# Which classical composer looks the most like me?



## KlassikerDronning (3 mo ago)

I tried posting this before and no one tried to answer I didn't know if it was the right category so I changed it to something else
But I am a classical and metal musician which one of all the great composers resembles me the most and why? 
Please answer me!😫


----------



## Rogerx (Apr 27, 2018)

No one comes to mind, sorry 🙁


----------



## Wilhelm Theophilus (Aug 8, 2020)

.................


----------



## Manxfeeder (Oct 19, 2010)

If that's you in your profile picture, I think you favor this portrait of Maria Szymanowika. Same eyes, cheekbones, and facial shape. Of course, you said "great composers." That's a subjective term, but she did write some lovely piano pieces (about 100) and was likely an influence on Chopin.


----------



## Chilham (Jun 18, 2020)




----------



## KlassikerDronning (3 mo ago)

Manxfeeder said:


> If that's you in your profile picture, I think you favor this portrait of Maria Szymanowika. Same eyes, cheekbones, and facial shape. Of course, you said "great composers." That's a subjective term, but she did write some lovely piano pieces (about 100) and was likely an influence on Chopin.
> View attachment 177682


She is pretty. She must be Russian. But I was thinking more of a female version of Franz Schubert of obviously(he was also part Polish so... yep)


----------



## KlassikerDronning (3 mo ago)

Wilhelm Theophilus said:


> .................


Why bother answering?


Rogerx said:


> No one comes to mind, sorry 🙁


But I look like Schubert actually. I am German after all...


----------



## Rogerx (Apr 27, 2018)

KlassikerDronning said:


> Why bother answering?
> 
> But I look like Schubert actually. I am German after all...

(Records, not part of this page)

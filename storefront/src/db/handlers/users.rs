//! Database repository for users.

use sqlx::PgConnection;
use tracing::instrument;
use uuid::Uuid;

use crate::{
    db::{
        errors::{DbError, Result},
        handlers::repository::Repository,
        models::users::{UserCreateDBRequest, UserDBResponse, UserUpdateDBRequest},
    },
    types::{abbrev_uuid, UserId},
};

const USER_COLUMNS: &str =
    "id, username, email, password_hash, role, avatar_url, reset_token, reset_token_expires, created_at, updated_at";

/// Filter for listing users
#[derive(Debug, Clone)]
pub struct UserFilter {
    pub skip: i64,
    pub limit: i64,
}

impl Default for UserFilter {
    fn default() -> Self {
        Self { skip: 0, limit: 100 }
    }
}

pub struct Users<'c> {
    db: &'c mut PgConnection,
}

impl<'c> Users<'c> {
    pub fn new(db: &'c mut PgConnection) -> Self {
        Self { db }
    }

    /// Look up a user by email address.
    #[instrument(skip(self, email), err)]
    pub async fn get_by_email(&mut self, email: &str) -> Result<Option<UserDBResponse>> {
        let user = sqlx::query_as::<_, UserDBResponse>(&format!("SELECT {USER_COLUMNS} FROM users WHERE email = $1"))
            .bind(email)
            .fetch_optional(&mut *self.db)
            .await?;

        Ok(user)
    }

    /// Check whether another user already holds this exact username.
    #[instrument(skip(self, username), err)]
    pub async fn username_taken(&mut self, username: &str, exclude: UserId) -> Result<bool> {
        let taken: bool = sqlx::query_scalar("SELECT EXISTS(SELECT 1 FROM users WHERE username = $1 AND id != $2)")
            .bind(username)
            .bind(exclude)
            .fetch_one(&mut *self.db)
            .await?;

        Ok(taken)
    }

    /// Store a fresh password reset token on the user's row, replacing any
    /// previous one.
    #[instrument(skip(self, token), fields(user_id = %abbrev_uuid(&id)), err)]
    pub async fn set_reset_token(
        &mut self,
        id: UserId,
        token: &str,
        expires: chrono::DateTime<chrono::Utc>,
    ) -> Result<UserDBResponse> {
        let user = sqlx::query_as::<_, UserDBResponse>(&format!(
            r#"
            UPDATE users
            SET reset_token = $2, reset_token_expires = $3, updated_at = now()
            WHERE id = $1
            RETURNING {USER_COLUMNS}
            "#
        ))
        .bind(id)
        .bind(token)
        .bind(expires)
        .fetch_optional(&mut *self.db)
        .await?
        .ok_or(DbError::NotFound)?;

        Ok(user)
    }

    /// Redeem a reset token: set the new password hash and clear the token in
    /// one statement, so a token can only ever be used once. Returns `None`
    /// when the token is unknown, already used, or expired.
    #[instrument(skip(self, token, password_hash), err)]
    pub async fn consume_reset_token(&mut self, token: &str, password_hash: &str) -> Result<Option<UserDBResponse>> {
        let user = sqlx::query_as::<_, UserDBResponse>(&format!(
            r#"
            UPDATE users
            SET password_hash = $2, reset_token = NULL, reset_token_expires = NULL, updated_at = now()
            WHERE reset_token = $1 AND reset_token_expires > now()
            RETURNING {USER_COLUMNS}
            "#
        ))
        .bind(token)
        .bind(password_hash)
        .fetch_optional(&mut *self.db)
        .await?;

        Ok(user)
    }
}

#[async_trait::async_trait]
impl<'c> Repository for Users<'c> {
    type CreateRequest = UserCreateDBRequest;
    type UpdateRequest = UserUpdateDBRequest;
    type Response = UserDBResponse;
    type Id = UserId;
    type Filter = UserFilter;

    #[instrument(skip(self, request), fields(username = %request.username), err)]
    async fn create(&mut self, request: &Self::CreateRequest) -> Result<Self::Response> {
        let user_id = Uuid::new_v4();

        let user = sqlx::query_as::<_, UserDBResponse>(&format!(
            r#"
            INSERT INTO users (id, username, email, password_hash, role)
            VALUES ($1, $2, $3, $4, $5)
            RETURNING {USER_COLUMNS}
            "#
        ))
        .bind(user_id)
        .bind(&request.username)
        .bind(&request.email)
        .bind(&request.password_hash)
        .bind(request.role)
        .fetch_one(&mut *self.db)
        .await?;

        Ok(user)
    }

    #[instrument(skip(self), fields(user_id = %abbrev_uuid(&id)), err)]
    async fn get_by_id(&mut self, id: Self::Id) -> Result<Option<Self::Response>> {
        let user = sqlx::query_as::<_, UserDBResponse>(&format!("SELECT {USER_COLUMNS} FROM users WHERE id = $1"))
            .bind(id)
            .fetch_optional(&mut *self.db)
            .await?;

        Ok(user)
    }

    #[instrument(skip(self, filter), fields(limit = filter.limit, skip = filter.skip), err)]
    async fn list(&mut self, filter: &Self::Filter) -> Result<Vec<Self::Response>> {
        let users = sqlx::query_as::<_, UserDBResponse>(&format!(
            "SELECT {USER_COLUMNS} FROM users ORDER BY created_at DESC LIMIT $1 OFFSET $2"
        ))
        .bind(filter.limit)
        .bind(filter.skip)
        .fetch_all(&mut *self.db)
        .await?;

        Ok(users)
    }

    #[instrument(skip(self, request), fields(user_id = %abbrev_uuid(&id)), err)]
    async fn update(&mut self, id: Self::Id, request: &Self::UpdateRequest) -> Result<Self::Response> {
        let user = sqlx::query_as::<_, UserDBResponse>(&format!(
            r#"
            UPDATE users
            SET username = COALESCE($2, username),
                email = COALESCE($3, email),
                password_hash = COALESCE($4, password_hash),
                avatar_url = COALESCE($5, avatar_url),
                updated_at = now()
            WHERE id = $1
            RETURNING {USER_COLUMNS}
            "#
        ))
        .bind(id)
        .bind(&request.username)
        .bind(&request.email)
        .bind(&request.password_hash)
        .bind(&request.avatar_url)
        .fetch_optional(&mut *self.db)
        .await?
        .ok_or(DbError::NotFound)?;

        Ok(user)
    }

    #[instrument(skip(self), fields(user_id = %abbrev_uuid(&id)), err)]
    async fn delete(&mut self, id: Self::Id) -> Result<bool> {
        let result = sqlx::query("DELETE FROM users WHERE id = $1")
            .bind(id)
            .execute(&mut *self.db)
            .await?;

        Ok(result.rows_affected() > 0)
    }
}

#[cfg(test)]
mod tests {
    use super::*;
    use crate::{api::models::users::Role, db::errors::DbError};
    use chrono::{Duration, Utc};
    use sqlx::PgPool;

    fn create_request(username: &str, email: &str) -> UserCreateDBRequest {
        UserCreateDBRequest {
            username: username.to_string(),
            email: email.to_string(),
            password_hash: "$argon2id$fake$hash".to_string(),
            role: Role::Customer,
        }
    }

    #[sqlx::test]
    async fn test_create_and_get_user(pool: PgPool) {
        let mut conn = pool.acquire().await.unwrap();
        let mut users = Users::new(&mut conn);

        let created = users.create(&create_request("alice", "alice@example.com")).await.unwrap();
        assert_eq!(created.username, "alice");
        assert_eq!(created.role, Role::Customer);
        assert!(created.reset_token.is_none());

        let fetched = users.get_by_id(created.id).await.unwrap().unwrap();
        assert_eq!(fetched.email, "alice@example.com");

        let by_email = users.get_by_email("alice@example.com").await.unwrap().unwrap();
        assert_eq!(by_email.id, created.id);
    }

    #[sqlx::test]
    async fn test_duplicate_email_is_unique_violation(pool: PgPool) {
        let mut conn = pool.acquire().await.unwrap();
        let mut users = Users::new(&mut conn);

        users.create(&create_request("alice", "alice@example.com")).await.unwrap();
        let err = users.create(&create_request("other", "alice@example.com")).await.unwrap_err();

        assert!(matches!(err, DbError::UniqueViolation { .. }));
    }

    #[sqlx::test]
    async fn test_username_taken_excludes_self(pool: PgPool) {
        let mut conn = pool.acquire().await.unwrap();
        let mut users = Users::new(&mut conn);

        let alice = users.create(&create_request("alice", "alice@example.com")).await.unwrap();
        let bob = users.create(&create_request("bob", "bob@example.com")).await.unwrap();

        // Alice keeping her own name is fine
        assert!(!users.username_taken("alice", alice.id).await.unwrap());
        // Bob taking alice's name is not
        assert!(users.username_taken("alice", bob.id).await.unwrap());
        // Case differs, so no collision
        assert!(!users.username_taken("Alice", bob.id).await.unwrap());
    }

    #[sqlx::test]
    async fn test_reset_token_lifecycle(pool: PgPool) {
        let mut conn = pool.acquire().await.unwrap();
        let mut users = Users::new(&mut conn);

        let user = users.create(&create_request("alice", "alice@example.com")).await.unwrap();
        let expires = Utc::now() + Duration::hours(1);

        let with_token = users.set_reset_token(user.id, "deadbeef", expires).await.unwrap();
        assert_eq!(with_token.reset_token.as_deref(), Some("deadbeef"));

        // Wrong token redeems nothing
        assert!(users.consume_reset_token("wrong", "$new$hash").await.unwrap().is_none());

        // Right token redeems exactly once
        let redeemed = users.consume_reset_token("deadbeef", "$new$hash").await.unwrap().unwrap();
        assert_eq!(redeemed.id, user.id);
        assert_eq!(redeemed.password_hash, "$new$hash");
        assert!(redeemed.reset_token.is_none());

        assert!(users.consume_reset_token("deadbeef", "$newer$hash").await.unwrap().is_none());
    }

    #[sqlx::test]
    async fn test_expired_reset_token_is_not_redeemable(pool: PgPool) {
        let mut conn = pool.acquire().await.unwrap();
        let mut users = Users::new(&mut conn);

        let user = users.create(&create_request("alice", "alice@example.com")).await.unwrap();
        let expires = Utc::now() - Duration::minutes(5);
        users.set_reset_token(user.id, "stale", expires).await.unwrap();

        assert!(users.consume_reset_token("stale", "$new$hash").await.unwrap().is_none());
    }

    #[sqlx::test]
    async fn test_partial_update(pool: PgPool) {
        let mut conn = pool.acquire().await.unwrap();
        let mut users = Users::new(&mut conn);

        let user = users.create(&create_request("alice", "alice@example.com")).await.unwrap();

        let updated = users
            .update(
                user.id,
                &UserUpdateDBRequest {
                    avatar_url: Some("https://cdn.example.com/a.png".to_string()),
                    ..Default::default()
                },
            )
            .await
            .unwrap();

        assert_eq!(updated.avatar_url.as_deref(), Some("https://cdn.example.com/a.png"));
        // Untouched fields survive
        assert_eq!(updated.username, "alice");
        assert_eq!(updated.email, "alice@example.com");
    }

    #[sqlx::test]
    async fn test_update_missing_user_is_not_found(pool: PgPool) {
        let mut conn = pool.acquire().await.unwrap();
        let mut users = Users::new(&mut conn);

        let err = users
            .update(Uuid::new_v4(), &UserUpdateDBRequest::default())
            .await
            .unwrap_err();
        assert!(matches!(err, DbError::NotFound));
    }

    #[sqlx::test]
    async fn test_delete_user(pool: PgPool) {
        let mut conn = pool.acquire().await.unwrap();
        let mut users = Users::new(&mut conn);

        let user = users.create(&create_request("alice", "alice@example.com")).await.unwrap();
        assert!(users.delete(user.id).await.unwrap());
        assert!(!users.delete(user.id).await.unwrap());
        assert!(users.get_by_id(user.id).await.unwrap().is_none());
    }
}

Do you want to look like Schubert?


----------



## KlassikerDronning (3 mo ago)

Of course! I am his biggest, truest fan


Rogerx said:


> Do you want to look like Schubert?


I want it to be obvious I am his biggest, truest fan. I do that with everyone I am obsessed with haha.


----------



## KlassikerDronning (3 mo ago)

Rogerx said:


> Do you want to look like Schubert?


I mean, is that such a bad thing? I Don't want to be branded as something goofy and ridiculous. I just want to know if I could represent my idols like that without looking stupid.


----------



## starthrower (Dec 11, 2010)

Probably Nielsen. I'm Swedish with light hair.


----------



## KlassikerDronning (3 mo ago)

starthrower said:


> Probably Nielsen. I'm Swedish with light hair.


Ok, but I was talking about me. I am English/German/Danish with dark hair 😜


----------



## starthrower (Dec 11, 2010)

KlassikerDronning said:


> Ok, but I was talking about me. I am English/German/Danish with dark hair 😜


Oh, in that case it would be any good looking female composer with dark hair!


----------



## Weston (Jul 11, 2008)

I for one am glad you look like yourself. I on the other hand look like Franz Liszt crossed with David St, Hubbins and Garth Algar.


----------



## KlassikerDronning (3 mo ago)

Weston said:


> I for one am glad you look like yourself. I on the other hand look like Franz Liszt crossed with David St, Hubbins and Garth Algar.


...Lol...


----------